1. Cardiac Bioelectricity Research and Training Center and Department of Biomedical Engineering, Case Western Reserve University, Cleveland, Ohio 44106-7207, USA
2. Structural Biology Program, Lerner Research Institute, The Cleveland Clinic Foundation, Cleveland, Ohio 44195, USA

Correspondence to: Jianmin Cui¹ Correspondence and requests for materials should be addressed to J.C. (e-mail: Email: jxc93@cwru.edu).

Abstract

Large-conductance (BK type) Ca²⁺-dependent K⁺ channels are essential for modulating muscle contraction and neuronal activities such as synaptic transmission and hearing^{1, 2, 3, 4, 5}. BK channels are activated by membrane depolarization and intracellular Ca²⁺ and Mg²⁺ (refs 6–10). The energy provided by voltage, Ca²⁺ and Mg²⁺ binding are additive in activating the channel, suggesting that these signals open the activation gate through independent pathways^{9, 11}. Here we report a molecular investigation of a Mg²⁺-dependent activation mechanism.

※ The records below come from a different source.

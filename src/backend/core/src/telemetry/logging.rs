//! Structured logging and redaction of secrets in log output.
//!
//! JSON is the default output. In `development` it is swapped for the pretty
//! format unless another format was chosen explicitly.

use serde::Deserialize;
use std::collections::HashMap;
use std::sync::OnceLock;
use tracing_subscriber::{fmt, layer::SubscriberExt, util::SubscriberInitExt, EnvFilter, Layer, Registry};

static REDACTOR: OnceLock<SensitiveFieldRedactor> = OnceLock::new();

/// Credentials embedded in `redis://` or `postgres://` style URLs.
const URL_CREDENTIALS: &str = r"(?P<scheme>[a-z][a-z0-9+.-]*://)[^/\s:@]*:[^/\s@]*@";

/// Field-name fragments that are always redacted.
const SENSITIVE_FIELDS: &[&str] = &[
    "secret",
    "signature",
    "password",
    "passwd",
    "token",
    "authorization",
];

/// Logging configuration.
#[derive(Debug, Clone, Deserialize)]
pub struct LoggingConfig {
    /// Filter directive, e.g. `info` or `courier_core=debug,tower_http=warn`
    #[serde(default = "default_log_level")]
    pub level: String,

    #[serde(default)]
    pub format: LogFormat,

    /// Extra per-module levels layered on top of `level`
    #[serde(default)]
    pub module_levels: HashMap<String, String>,

    /// Include file and line
    #[serde(default = "default_true")]
    pub include_location: bool,

    /// Include the event target
    #[serde(default = "default_true")]
    pub include_target: bool,

    #[serde(default)]
    pub redaction: RedactionConfig,
}

impl Default for LoggingConfig {
    fn default() -> Self {
        Self {
            level: default_log_level(),
            format: LogFormat::default(),
            module_levels: HashMap::new(),
            include_location: true,
            include_target: true,
            redaction: RedactionConfig::default(),
        }
    }
}

/// Log output format.
#[derive(Debug, Clone, Copy, Default, Deserialize, PartialEq, Eq)]
#[serde(rename_all = "lowercase")]
pub enum LogFormat {
    #[default]
    Json,
    Pretty,
    Compact,
}

#[derive(Debug, Clone, Deserialize)]
pub struct RedactionConfig {
    #[serde(default = "default_true")]
    pub enabled: bool,

    /// Field-name fragments redacted in addition to the built-in ones
    #[serde(default)]
    pub extra_fields: Vec<String>,

    #[serde(default = "default_replacement")]
    pub replacement: String,
}

impl Default for RedactionConfig {
    fn default() -> Self {
        Self {
            enabled: true,
            extra_fields: Vec::new(),
            replacement: default_replacement(),
        }
    }
}

/// Masks secrets before they reach a log line.
#[derive(Debug, Clone)]
pub struct SensitiveFieldRedactor {
    fields: Vec<String>,
    url_credentials: Option<regex::Regex>,
    replacement: String,
    enabled: bool,
}

impl SensitiveFieldRedactor {
    pub fn new(config: &RedactionConfig) -> Self {
        let fields = SENSITIVE_FIELDS
            .iter()
            .map(|f| f.to_string())
            .chain(config.extra_fields.iter().map(|f| f.to_lowercase()))
            .collect();

        Self {
            fields,
            url_credentials: regex::Regex::new(URL_CREDENTIALS).ok(),
            replacement: config.replacement.clone(),
            enabled: config.enabled,
        }
    }

    /// Case-insensitive substring match against the sensitive field names.
    pub fn should_redact_field(&self, field_name: &str) -> bool {
        if !self.enabled {
            return false;
        }
        let lower = field_name.to_lowercase();
        self.fields.iter().any(|f| lower.contains(f.as_str()))
    }

    /// Strip `user:password@` from any URL inside `value`.
    pub fn redact_value(&self, value: &str) -> String {
        match (&self.url_credentials, self.enabled) {
            (Some(regex), true) => {
                let replacement = format!("${{scheme}}{}@", self.replacement);
                regex.replace_all(value, replacement.as_str()).into_owned()
            }
            _ => value.to_string(),
        }
    }

    pub fn redact(&self, field_name: &str, value: &str) -> String {
        if self.should_redact_field(field_name) {
            self.replacement.clone()
        } else {
            self.redact_value(value)
        }
    }

    /// The redactor installed by [`init_logging`], or the default one.
    pub fn global() -> &'static SensitiveFieldRedactor {
        REDACTOR.get_or_init(|| SensitiveFieldRedactor::new(&RedactionConfig::default()))
    }
}

fn default_log_level() -> String {
    std::env::var("RUST_LOG").unwrap_or_else(|_| "info".to_string())
}

fn default_true() -> bool {
    true
}

fn default_replacement() -> String {
    "[REDACTED]".to_string()
}

/// Install the global subscriber.
///
/// # Errors
///
/// Returns an error if a filter directive does not parse or a global
/// subscriber is already installed.
pub fn init_logging(config: &LoggingConfig, environment: &str) -> anyhow::Result<()> {
    let _ = REDACTOR.set(SensitiveFieldRedactor::new(&config.redaction));

    let mut filter = EnvFilter::try_new(&config.level)?;
    for (module, level) in &config.module_levels {
        filter = filter.add_directive(format!("{}={}", module, level).parse()?);
    }

    let format = match (environment, config.format) {
        ("development", LogFormat::Json) => LogFormat::Pretty,
        (_, format) => format,
    };

    let base = fmt::layer()
        .with_file(config.include_location)
        .with_line_number(config.include_location)
        .with_target(config.include_target);
    let output: Box<dyn Layer<Registry> + Send + Sync> = match format {
        LogFormat::Json => base.json().boxed(),
        LogFormat::Pretty => base.pretty().boxed(),
        LogFormat::Compact => base.compact().boxed(),
    };

    tracing_subscriber::registry()
        .with(output)
        .with(filter)
        .try_init()?;

    Ok(())
}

Using a combined site-directed mutagenesis and structural analysis, we demonstrate that a structurally new Mg²⁺-binding site in the RCK/Rossman fold domain—an intracellular structural motif that immediately follows the activation gate S6 helix^{12, 13, 14, 15}—is responsible for Mg²⁺-dependent activation. Mutations that impair or abolish Mg²⁺ sensitivity do not affect Ca²⁺ sensitivity, and vice versa. These results indicate distinct structural pathways for Mg²⁺- and Ca²⁺-dependent activation and suggest a possible mechanism for the coupling between Mg²⁺ binding and channel opening.